Pedro sintió un doloroso nudo en el estómago al entrar en el pequeño cuarto. Paula yacía inmóvil, con el rostro amoratado e hinchado, y el cuerpo conectado a un sinfín de cables y tubos. Parecía muy pequeña, totalmente indefensa.
—El doctor Hall ha dicho que puede quedarse diez minutos —dijo la enfermera—. Luego podrá volver en el horario regular de visita.
Pedro asintió, y luego se acercó a la cama. Se inclinó sobre Paula, deseando con todas sus fuerzas que viviera. Alzó su lánguida mano y se la llevó a los labios. Tras besarla tiernamente, la apretó contra su mejilla.
—Hay algo que quiero que sepas —dijo—. Te quiero, Paula. ¿Me oyes? Te quiero.
Ella no se movió.
—Tienes que ponerte bien, cariño. Nuestro hijo necesita a su madre. Está arriba, recibiendo los mejores cuidados del mundo. Es pequeño, pero saldrá adelante —una pequeña mentira piadosa, se dijo Pedro. Una media verdad.
Permaneció a su lado hablándole, animándola, diciéndole una y otra vez cuánto la amaba.
Por fin, la enfermera apareció en la puerta y carraspeó.
—Tendrá que irse ya, sheriff Alfonso. Pero podrá volver dentro de un par de horas.
Pedro se inclinó para besar la frente de Paula y luego salió de la habitación. Su familia lo esperaba en la puerta.
— ¿Cómo está? —preguntó Sofia.
—Duerme —contestó Pedro—. Podré entrar a verla otra vez dentro de dos horas.
— ¿Qué tal si almuerzas algo? —Sugirió Benjamin—. Podemos ir todos a la cafetería.
—Quiero ver a mi hijo —dijo Pedro.
A Sofia y a Teresa se les saltaron las lágrimas. Las dos le pasaron los brazos por la cintura, flanqueándolo.
—Subamos todos a ver a mi sobrino —dijo Teresa—. Tal vez no nos dejen entrar, pero podremos asomarnos por el panel de la puerta.

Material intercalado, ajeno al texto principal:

use std::sync::Arc;

use anyhow::anyhow;
use clap::Parser;
use futures::StreamExt;
use tokio::io::{AsyncBufReadExt, BufReader};
use tokio_stream::wrappers::{BroadcastStream, WatchStream};
use tracing_subscriber::EnvFilter;

use deckhand::prefs::FilePreferences;
use deckhand::{
    AgentCatalog, AgentSelection, Config, HttpCredentialSource, Session, SessionParts,
    SessionState, SlideData, WatchNavigator, WebSocketConnector,
};

const HELP: &str = "\
commands:
  /connect /disconnect   open or close the realtime session
  /ptt /vad              switch turn taking
  /down /up              push-to-talk press and release
  /cancel                interrupt the assistant
  /audio on|off          toggle assistant audio playback
  /logs on|off           show or hide the event log
  /agent <name>          switch agent
  /slides                print the deck
  /quit
anything else is sent as a user message";

#[tokio::main]
async fn main() -> anyhow::Result<()> {
    dotenvy::dotenv().ok();

    tracing_subscriber::fmt()
        .with_env_filter(EnvFilter::try_from_default_env().unwrap_or_else(|_| EnvFilter::new("info")))
        .init();

    rustls::crypto::ring::default_provider()
        .install_default()
        .map_err(|_| anyhow!("Failed to install default crypto provider"))?;

    let config = Config::parse();

    let preferences = FilePreferences::open(config.preferences_path())?;
    let catalog = AgentCatalog::builtin();
    let mut agents = AgentSelection::from_catalog(&catalog, config.agent_config.as_deref());
    if let Some(name) = config.agent.as_deref() {
        if !agents.select(name) {
            anyhow::bail!("Unknown agent '{}'", name);
        }
    }

    let navigator = Arc::new(WatchNavigator::new());
    let mut positions = WatchStream::from_changes(navigator.subscribe());

    let (mut session, mut inbox) = Session::new(SessionParts {
        credentials: Arc::new(HttpCredentialSource::new(&config.session_url)),
        connector: Arc::new(WebSocketConnector::new(&config.realtime_url, &config.model)),
        navigator: navigator.clone(),
        agents,
        preferences: Box::new(preferences),
    });

    let mut slides = WatchStream::from_changes(session.deck().subscribe());
    let mut events = BroadcastStream::new(session.subscribe_events());
    let mut lines = BufReader::new(tokio::io::stdin()).lines();

    println!("{}", HELP);
    session.connect();

    loop {
        tokio::select! {
            Some(input) = inbox.recv() => {
                let before = session.state();
                session.handle(input);
                if session.state() != before {
                    println!("[{}]", session.state());
                }
            }
            Some(deck) = slides.next() => print_deck(&deck),
            Some(index) = positions.next() => {
                if let Some(index) = index {
                    println!("-> slide {}", index + 1);
                }
            }
            Some(Ok(event)) = events.next() => {
                if session.preferences().logs_expanded {
                    println!("  {:?} {}", event.direction, event.name);
                }
            }
            line = lines.next_line() => {
                let Some(line) = line? else {
                    break;
                };
                if !run_command(&mut session, line.trim()) {
                    break;
                }
            }
        }
    }

    session.disconnect();
    Ok(())
}

/// Returns false when the user asked to quit.
fn run_command(session: &mut Session, line: &str) -> bool {
    let (command, argument) = match line.split_once(' ') {
        Some((command, argument)) => (command, argument.trim()),
        None => (line, ""),
    };

    match command {
        "" => {}
        "/quit" => return false,
        "/help" => println!("{}", HELP),
        "/connect" => session.connect(),
        "/disconnect" => {
            session.disconnect();
            println!("[{}]", SessionState::Disconnected);
        }
        "/ptt" => session.set_push_to_talk(true),
        "/vad" => session.set_push_to_talk(false),
        "/down" => session.talk_down(),
        "/up" => session.talk_up(),
        "/cancel" => {
            session.cancel_assistant_speech();
        }
        "/audio" => session.set_audio_playback(argument != "off"),
        "/logs" => session.set_logs_expanded(argument != "off"),
        "/agent" => {
            if !session.select_agent(argument) {
                println!("unknown agent: {}", argument);
            }
        }
        "/slides" => print_deck(&session.deck().slides()),
        _ => {
            session.set_draft(line);
            if !session.send_draft() {
                println!("nothing sent");
            }
        }
    }
    true
}

fn print_deck(deck: &[SlideData]) {
    println!("deck: {} slide(s)", deck.len());
    for (index, slide) in deck.iter().enumerate() {
        println!("  {}. [{}] {}", index + 1, slide.slug, slide.title);
        for item in slide.items.iter().flatten() {
            println!("     - {}", item);
        }
        if let Some(paragraph) = &slide.paragraph {
            println!("     {}", paragraph);
        }
    }
}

Tras ponerle una bata verde y unos guantes, las enfermeras dejaron pasar a Pedro. Su hijo yacía en la incubadora, con el cuerpecito conectado a una serie de tubos y de cables, igual que su madre.
El pequeño tenía unas piernas y unos brazos perfectos, y la cabecita cubierta de pelo negro.

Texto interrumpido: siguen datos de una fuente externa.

//! Identifier-keyed registries for activities and policies.
//!
//! Activities are registered with a [`ExecutionContainer::Noop`] container
//! and resolved exactly once, either to an in-process factory or through an
//! [`ActivityProvider`].

use std::collections::{BTreeMap, HashMap};
use std::sync::Arc;

use tracing::{debug, warn};

use crate::activity::{core_activities, Activity, ActivityFactory};
use crate::policy::{core_policies, Policy};
use crate::types::{ExecutionContainer, RegistryError};

/// Loads activities that live outside the crate.
pub trait ActivityProvider: Send + Sync {
    /// Turn an implementation name into a runnable activity.
    ///
    /// # Errors
    ///
    /// [`RegistryError::Provider`] when the name cannot be loaded.
    fn load(&self, implementation: &str) -> Result<Arc<dyn Activity>, RegistryError>;
}

#[derive(Clone)]
enum Binding {
    Unbound,
    Factory(ActivityFactory),
    Loaded(Arc<dyn Activity>),
}

#[derive(Clone)]
struct Entry {
    container: ExecutionContainer,
    binding: Binding,
}

/// Activity identifiers mapped to their execution container.
#[derive(Clone, Default)]
pub struct ActivityRegistry {
    entries: HashMap<String, Entry>,
}

impl ActivityRegistry {
    #[must_use]
    pub fn new() -> Self {
        Self::default()
    }

    /// A registry holding every built-in activity, resolved as embedded.
    #[must_use]
    pub fn with_core_activities() -> Self {
        let mut registry = Self::new();
        for (identifier, factory) in core_activities() {
            registry.entries.insert(
                identifier.to_owned(),
                Entry {
                    container: ExecutionContainer::Embedded,
                    binding: Binding::Factory(factory),
                },
            );
        }
        registry
    }

    /// Add an unresolved entry.
    ///
    /// # Errors
    ///
    /// [`RegistryError::DuplicateActivity`] if `identifier` is taken.
    pub fn register(&mut self, identifier: impl Into<String>) -> Result<(), RegistryError> {
        let identifier = identifier.into();
        if self.entries.contains_key(&identifier) {
            return Err(RegistryError::DuplicateActivity { identifier });
        }
        debug!(activity = %identifier, "activity registered");
        self.entries.insert(
            identifier,
            Entry {
                container: ExecutionContainer::Noop,
                binding: Binding::Unbound,
            },
        );
        Ok(())
    }

    fn unresolved(&mut self, identifier: &str) -> Result<&mut Entry, RegistryError> {
        let entry = self
            .entries
            .get_mut(identifier)
            .ok_or_else(|| RegistryError::UnknownActivity {
                identifier: identifier.to_owned(),
            })?;
        if entry.container.is_resolved() {
            return Err(RegistryError::AlreadyResolved {
                identifier: identifier.to_owned(),
                container: entry.container.to_string(),
            });
        }
        Ok(entry)
    }

    /// Bind a registered activity to an in-process factory.
    ///
    /// # Errors
    ///
    /// [`RegistryError::UnknownActivity`] or [`RegistryError::AlreadyResolved`].
    pub fn resolve_embedded(
        &mut self,
        identifier: &str,
        factory: ActivityFactory,
    ) -> Result<(), RegistryError> {
        let entry = self.unresolved(identifier)?;
        entry.container = ExecutionContainer::Embedded;
        entry.binding = Binding::Factory(factory);
        debug!(activity = identifier, "resolved as embedded");
        Ok(())
    }

    /// Bind a registered activity to an implementation loaded by `provider`.
    ///
    /// The entry stays unresolved if the provider fails.
    ///
    /// # Errors
    ///
    /// [`RegistryError::UnknownActivity`], [`RegistryError::AlreadyResolved`]
    /// or whatever the provider reports.
    pub fn resolve_external(
        &mut self,
        identifier: &str,
        implementation: &str,
        provider: &dyn ActivityProvider,
    ) -> Result<(), RegistryError> {
        self.unresolved(identifier)?;
        let activity = provider.load(implementation)?;
        let entry = self.unresolved(identifier)?;
        entry.container = ExecutionContainer::External {
            implementation: implementation.to_owned(),
        };
        entry.binding = Binding::Loaded(activity);
        debug!(activity = identifier, implementation, "resolved as external");
        Ok(())
    }

    #[must_use]
    pub fn contains(&self, identifier: &str) -> bool {
        self.entries.contains_key(identifier)
    }

    #[must_use]
    pub fn len(&self) -> usize {
        self.entries.len()
    }

    #[must_use]
    pub fn is_empty(&self) -> bool {
        self.entries.is_empty()
    }

    /// The container currently recorded for `identifier`.
    #[must_use]
    pub fn container(&self, identifier: &str) -> Option<&ExecutionContainer> {
        self.entries.get(identifier).map(|e| &e.container)
    }

    /// Persisted form of every entry, ordered by identifier.
    #[must_use]
    pub fn containers(&self) -> BTreeMap<&str, &ExecutionContainer> {
        self.entries
            .iter()
            .map(|(id, e)| (id.as_str(), &e.container))
            .collect()
    }

    /// A runnable instance of `identifier`.
    ///
    /// # Errors
    ///
    /// [`RegistryError::UnknownActivity`] or, for a `Noop` entry,
    /// [`RegistryError::NotResolved`].
    pub fn instantiate(&self, identifier: &str) -> Result<Arc<dyn Activity>, RegistryError> {
        let entry = self
            .entries
            .get(identifier)
            .ok_or_else(|| RegistryError::UnknownActivity {
                identifier: identifier.to_owned(),
            })?;
        match &entry.binding {
            Binding::Unbound => {
                warn!(activity = identifier, "instantiating unresolved activity");
                Err(RegistryError::NotResolved {
                    identifier: identifier.to_owned(),
                })
            }
            Binding::Factory(factory) => Ok(factory()),
            Binding::Loaded(activity) => Ok(Arc::clone(activity)),
        }
    }

    /// `{identifier: container}` as a JSON object.
    #[must_use]
    pub fn to_json(&self) -> String {
        serde_json::to_value(self.containers())
            .map(|v| v.to_string())
            .unwrap_or_default()
    }

    /// Rebuild a registry from the form written by [`to_json`](Self::to_json).
    ///
    /// Embedded entries are bound from `factories`, external ones through
    /// `provider`; `Noop` entries stay unresolved.
    ///
    /// # Errors
    ///
    /// [`crate::DataAppError::Json`] for a malformed document, or any
    /// [`RegistryError`] raised while resolving.
    pub fn from_json(
        json: &str,
        factories: &[(&str, ActivityFactory)],
        provider: &dyn ActivityProvider,
    ) -> Result<Self, crate::DataAppError> {
        let containers: BTreeMap<String, ExecutionContainer> = serde_json::from_str(json)?;
        Ok(Self::from_containers(containers, factories, provider)?)
    }

    pub(crate) fn from_containers(
        containers: impl IntoIterator<Item = (String, ExecutionContainer)>,
        factories: &[(&str, ActivityFactory)],
        provider: &dyn ActivityProvider,
    ) -> Result<Self, RegistryError> {
        let mut registry = Self::new();
        for (identifier, container) in containers {
            registry.register(identifier.as_str())?;
            match container {
                ExecutionContainer::Noop => {}
                ExecutionContainer::Embedded => {
                    let factory = factories
                        .iter()
                        .find(|(id, _)| *id == identifier)
                        .map(|(_, f)| *f)
                        .ok_or_else(|| RegistryError::NotResolved {
                            identifier: identifier.clone(),
                        })?;
                    registry.resolve_embedded(&identifier, factory)?;
                }
                ExecutionContainer::External { implementation } => {
                    registry.resolve_external(&identifier, &implementation, provider)?;
                }
            }
        }
        Ok(registry)
    }
}

impl std::fmt::Debug for ActivityRegistry {
    fn fmt(&self, f: &mut std::fmt::Formatter<'_>) -> std::fmt::Result {
        f.debug_map().entries(self.containers()).finish()
    }
}

/// Policy identifiers mapped to shared policy instances.
#[derive(Clone, Default)]
pub struct PolicyRegistry {
    policies: HashMap<String, Arc<dyn Policy>>,
}

impl PolicyRegistry {
    #[must_use]
    pub fn new() -> Self {
        Self::default()
    }

    #[must_use]
    pub fn with_core_policies() -> Self {
        let mut registry = Self::new();
        for policy in core_policies() {
            registry
                .policies
                .insert(policy.identifier().to_owned(), policy);
        }
        registry
    }

    /// # Errors
    ///
    /// [`RegistryError::DuplicatePolicy`] if the identifier is taken.
    pub fn register(&mut self, policy: Arc<dyn Policy>) -> Result<(), RegistryError> {
        let identifier = policy.identifier().to_owned();
        if self.policies.contains_key(&identifier) {
            return Err(RegistryError::DuplicatePolicy { identifier });
        }
        self.policies.insert(identifier, policy);
        Ok(())
    }

    /// # Errors
    ///
    /// [`RegistryError::UnknownPolicy`].
    pub fn get(&self, identifier: &str) -> Result<Arc<dyn Policy>, RegistryError> {
        self.policies
            .get(identifier)
            .cloned()
            .ok_or_else(|| RegistryError::UnknownPolicy {
                identifier: identifier.to_owned(),
            })
    }

    #[must_use]
    pub fn len(&self) -> usize {
        self.policies.len()
    }

    #[must_use]
    pub fn is_empty(&self) -> bool {
        self.policies.is_empty()
    }

    pub fn identifiers(&self) -> impl Iterator<Item = &str> {
        self.policies.keys().map(String::as_str)
    }
}

impl std::fmt::Debug for PolicyRegistry {
    fn fmt(&self, f: &mut std::fmt::Formatter<'_>) -> std::fmt::Result {
        let mut ids: Vec<&str> = self.identifiers().collect();
        ids.sort_unstable();
        f.debug_set().entries(ids).finish()
    }
}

Un sentimiento distinto de cualquiera que hubiese experimentado hasta entonces abrumó a Pedro.
Aquella cosita que yacía en la incubadora, luchando por su vida, era su hijo.
—Sigue luchando, hijo mío. ¿Me oyes? Soy tu padre. Y no creas ni por un momento que no te quiero. Porque, Dios, te quiero muchísimo. Muchísimo —las lágrimas le rodaron por las mejillas. Sus hombros se estremecieron al intentar reprimir los sollozos—. Tienes que vivir por mí y por tu madre. Ella está abajo, luchando tan duramente como tú.
Y cuando se despierte, lo primero que me preguntará será cómo estás. Quiero poder decirle que estás bien.
Dicho esto, Pedro salió de la unidad de incubadoras, pasó junto a su familia y entró en el aseo de caballeros más próximo. Apoyó la cabeza en la pared durante un par de minutos, luchando por dominar sus emociones.
Cuando Peyton y Benjamin entraron en el lavabo, Pedro se estaba lavando la cara con abundante agua fría. Se sonó la nariz, arrojó el pañuelo de papel a la basura y respiró hondo.
— ¿Pedro algo que podarnos hacer? —preguntó Peyton.
—Estoy bien —respondió Pedro—. Sólo necesitaba unos minutos para... para...
— ¿Quieres que vayamos a comer algo? —Sugirió Benjamin—. Aún falta media hora para que puedas entrar a ver a Paula otra vez.
—Sí —dijo Pedro—. Un café me sentará bien.